Creator of Pakistan.
Jinnah had originally been dubious about the practicability of Pakistan, an idea 
that Sir Muhammad Iqbal had propounded to the Muslim League conference of 1930; 
but before long he became convinced that a Muslim homeland on the Indian 
subcontinent was the only way of safeguarding Muslim interests and the Muslim 
way of life. It was not religious persecution that he feared so much as the 
future exclusion of Muslims from all prospects of advancement within India as 
soon as power became vested in the close-knit structure of Hindu social 
organisation. To guard against this danger he carried on a nation-wide campaign 
to warn his coreligionists of the perils of their position, and he converted the 
Muslim League into a powerful instrument for unifying the Muslims into a nation.
Muhammad Ali Jinnah, addressing a procession on 23rd March, 1940
At this point, Jinnah emerged as the leader of a renascent Muslim nation. Events 
began to move fast. On March 22-23, 1940, in Lahore, the league adopted a 
resolution to form a separate Muslim state, Pakistan. The Pakistan idea was 
first ridiculed and then tenaciously opposed by the Congress. But it captured 
the imagination of the Muslims. Pitted against Jinnah were men of the stature of 
Gandhi and Jawaharlal Nehru. And the British government seemed to be intent on 
maintaining the political unity of the Indian subcontinent. But Jinnah led his 
movement with such skill and tenacity that ultimately both the Congress and the 
British government had no option but to agree to the partitioning of India. 

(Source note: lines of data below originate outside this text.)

//! Human-readable throughput and remaining-time formatting.
//!
//! The engine samples a rolling window roughly once per second and turns
//! the measured rate into the status line users see while a transfer is
//! streaming.

use std::time::{Duration, Instant};

/// Rolling measurement window for instantaneous transfer speed.
#[derive(Debug)]
pub struct SpeedWindow {
    started: Instant,
    bytes: u64,
}

impl SpeedWindow {
    /// Opens a window starting now.
    #[must_use]
    pub fn start() -> Self {
        Self {
            started: Instant::now(),
            bytes: 0,
        }
    }

    /// Records bytes written since the last sample.
    pub fn record(&mut self, bytes: u64) {
        self.bytes += bytes;
    }

    /// Returns the measured rate in bytes per second and resets the
    /// window, once at least `interval` has elapsed. Returns `None`
    /// while the window is still filling.
    pub fn sample(&mut self, interval: Duration) -> Option<f64> {
        let elapsed = self.started.elapsed();
        if elapsed < interval {
            return None;
        }
        let rate = self.bytes as f64 / elapsed.as_secs_f64();
        self.started = Instant::now();
        self.bytes = 0;
        Some(rate)
    }
}

/// Formats a rate in bytes per second as `MB/s` or `KB/s` with one
/// decimal (1024-based units).
#[must_use]
pub fn format_speed(bytes_per_sec: f64) -> String {
    let kb = bytes_per_sec / 1024.0;
    let mb = kb / 1024.0;
    if mb >= 1.0 {
        format!("{mb:.1} MB/s")
    } else {
        format!("{kb:.1} KB/s")
    }
}

/// Formats a remaining-time estimate as `HH:MM:SS`.
///
/// Hours do not wrap at 24; a thirty-hour estimate renders as `30:00:00`.
#[must_use]
pub fn format_remaining(remaining: Duration) -> String {
    let total = remaining.as_secs();
    let hours = total / 3600;
    let minutes = (total % 3600) / 60;
    let seconds = total % 60;
    format!("{hours:02}:{minutes:02}:{seconds:02}")
}

/// Composes the streaming status line: percentage, speed, and (when an
/// estimate exists) the remaining time tagged `剩`.
#[must_use]
pub fn compose_status(percent: f64, bytes_per_sec: f64, remaining: Option<Duration>) -> String {
    let speed = format_speed(bytes_per_sec);
    match remaining {
        Some(eta) => format!("{percent:.1}% | {speed} | 剩 {}", format_remaining(eta)),
        None => format!("{percent:.1}% | {speed}"),
    }
}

Pakistan thus emerged as an independent state in 14th August, 1947.
Jinnah became the first head of the new state i.e. Pakistan. He took oath as the 
first governor general on August 15, 1947. Faced with the serious problems of a 
young nation, he tackled Pakistan's problems with authority. He was not regarded 
as merely the governor-general; he was revered as the father of the nation. He 
worked hard until overpowered by age and disease in Karachi. He died on 11th 
September, 1948 at Karachi.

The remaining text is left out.